Beck – Guero (2005)
Interscope Records
13 tracks, 49.8 minutes
To be honest, I was a strange adolescent. Popular music didn’t do much for me; I’d always go out of my way to find strange records that didn’t appeal to the masses. Stumbling onto Beck Hansen’s then-new record Odelay was no coincidence. I’d seen him perform “Where It’s At” on Saturday Night Live, at first shrugging it off as a sort of bizarre novelty act. Later I found myself reciting “two turn tables and a microphone….” over and over in my head. After a while I became obsessed with Beck’s music. He seemed to speak directly to me in ways I couldn’t describe. I could pop Odelay into my crappy Sony boom box and be transported to a parallel dimension filled with Devil’s haircuts, hot dog dances in Houston, bottles and cans clapping their hands, strange invitations from jackasses, and wills written on three dollar bills. Since then, Beck’s music has matured along with me. He’s released soulful folk albums such as Mutations and Sea Change, and a funkadelic freak-out entitled Midnite Vultures. His tenth release, aptly named Guero, is not necessarily his best yet, but definitely up there.

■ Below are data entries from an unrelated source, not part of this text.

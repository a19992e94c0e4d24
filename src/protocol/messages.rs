use serde::{Deserialize, Serialize};
use std::fmt;

use crate::error::RecorderError;
use crate::session::SessionStatus;

/// Opaque identifier of a capturable host context (a browser tab)
#[derive(Debug, Clone, PartialEq, Eq, Hash, Serialize, Deserialize)]
#[serde(transparent)]
pub struct ContextId(pub String);

impl ContextId {
    pub fn new(id: impl Into<String>) -> Self {
        Self(id.into())
    }
}

impl fmt::Display for ContextId {
    fn fmt(&self, f: &mut fmt::Formatter<'_>) -> fmt::Result {
        f.write_str(&self.0)
    }
}

/// Opaque token granting the media worker access to one context's audio
#[derive(Debug, Clone, PartialEq, Eq, Hash, Serialize, Deserialize)]
#[serde(transparent)]
pub struct CaptureHandle(pub String);

impl fmt::Display for CaptureHandle {
    fn fmt(&self, f: &mut fmt::Formatter<'_>) -> fmt::Result {
        f.write_str(&self.0)
    }
}

/// Requests sent from the control panel to the session coordinator
#[derive(Debug, Clone, PartialEq, Eq, Serialize, Deserialize)]
#[serde(tag = "type", rename_all = "SCREAMING_SNAKE_CASE")]
pub enum PanelRequest {
    #[serde(rename_all = "camelCase")]
    StartRecording {
        target_context_id: ContextId,
        include_microphone: bool,
    },
    StopRecording,
}

/// Synchronous acknowledgment of a panel request
#[derive(Debug, Clone, PartialEq, Eq, Serialize, Deserialize)]
pub struct ControlResponse {
    pub success: bool,
    #[serde(default, skip_serializing_if = "Option::is_none")]
    pub error: Option<String>,
}

impl ControlResponse {
    pub fn accepted() -> Self {
        Self {
            success: true,
            error: None,
        }
    }

    pub fn rejected(error: impl Into<String>) -> Self {
        Self {
            success: false,
            error: Some(error.into()),
        }
    }
}

impl From<&Result<(), RecorderError>> for ControlResponse {
    fn from(result: &Result<(), RecorderError>) -> Self {
        match result {
            Ok(()) => Self::accepted(),
            Err(e) => Self::rejected(e.to_string()),
        }
    }
}

/// Commands sent from the coordinator to the media worker (fire-and-forget)
#[derive(Debug, Clone, PartialEq, Eq, Serialize, Deserialize)]
#[serde(tag = "type")]
pub enum WorkerCommand {
    #[serde(rename = "WORKER_START", rename_all = "camelCase")]
    Start {
        capture_handle: CaptureHandle,
        include_microphone: bool,
    },
    #[serde(rename = "WORKER_STOP")]
    Stop,
}

/// Events reported by the media worker
#[derive(Debug, Clone, PartialEq, Eq, Serialize, Deserialize)]
#[serde(tag = "type")]
pub enum WorkerEvent {
    /// Recording finished (or nothing was recording) and resources are released
    #[serde(rename = "WORKER_COMPLETED")]
    Completed,
    /// Terminal failure; resources are released and no artifact was produced
    #[serde(rename = "WORKER_ERROR")]
    Error { reason: String },
    /// Non-fatal problem; recording continues
    #[serde(rename = "WORKER_NOTICE")]
    Notice { reason: String },
}

/// Broadcast from the coordinator whenever session state or status text changes
#[derive(Debug, Clone, PartialEq, Eq, Serialize, Deserialize)]
#[serde(tag = "type", rename = "STATE_CHANGED", rename_all = "camelCase")]
pub struct StateChanged {
    pub recording: bool,
    pub status: SessionStatus,
    pub status_text: String,
}

impl StateChanged {
    pub fn new(status: SessionStatus, status_text: impl Into<String>) -> Self {
        Self {
            recording: status.is_recording(),
            status,
            status_text: status_text.into(),
        }
    }
}

/// Platform lifecycle signals that may force a teardown
#[derive(Debug, Clone, PartialEq, Eq, Serialize, Deserialize)]
#[serde(tag = "type", rename_all = "SCREAMING_SNAKE_CASE")]
pub enum LifecycleEvent {
    #[serde(rename_all = "camelCase")]
    ContextClosed { context_id: ContextId },
    #[serde(rename_all = "camelCase")]
    ContextNavigated { context_id: ContextId, url: String },
    Startup,
    Installed,
}

/// Why a forced teardown happened
#[derive(Debug, Clone, Copy, PartialEq, Eq, Serialize, Deserialize)]
#[serde(rename_all = "snake_case")]
pub enum TeardownReason {
    ContextClosed,
    ContextNavigated,
    Startup,
    Installed,
}

impl TeardownReason {
    pub fn status_text(self) -> &'static str {
        match self {
            Self::ContextClosed => "Tab closed. Recording stopped.",
            Self::ContextNavigated => "Tab navigated. Recording stopped.",
            Self::Startup | Self::Installed => "Ready to record.",
        }
    }
}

Guero wastes no time, immediately kicking in with the abrasive junkyard rock of “E-Pro.” In “Que Onda Guero” (roughly translated to “What’s up, white boy?”), Beck sing-raps thorough his days growing up in an East Los Angeles barrio; backed by a beat straight out of a Cyprus Hill record complete with ambient sounds such as honking horns and guys shouting “Hey guero!” Arguably the best track on the record, “Girl” is as infectious as it is disturbing. Starting off with a simple 8-bit melody (an actual Game Boy sound chip was used); it quickly leads into a slide guitar-driven frenzy. By the time the pre-chorus rolls around, the song takes a plunge into the darker side of reality. Guero contains not one dull moment, keeping the listener intrigued until the very last second. “Hell Yes” is better than 90% of mainstream hip-hop out there, putting Usher’s “Yeah!” to shame. Toward the end of the record, we see tidbits of Beck’s more mellow side with “Farewell Ride” and “Emergency Exit,” both hauntingly reminiscent of some of his earliest work. Jack White of The White Stripes even makes an appearance playing bass guitar on the lazily downtrodden “Go It Alone.”
While Guero isn’t as textured as Odelay or Midnite Vultures, it retains the signature eclectic style and abstract Dylan-esque lyrics that Beck has perfected and reinvented time and time again. While Mr. Hansen is not quite as frenetic as he once was, he still continues to write amazingly original material that keeps you hooked. This is one of the best releases of 2005 thus far, containing a dynamic edge that allows it to rise above the MTV and Clear Channel wasteland.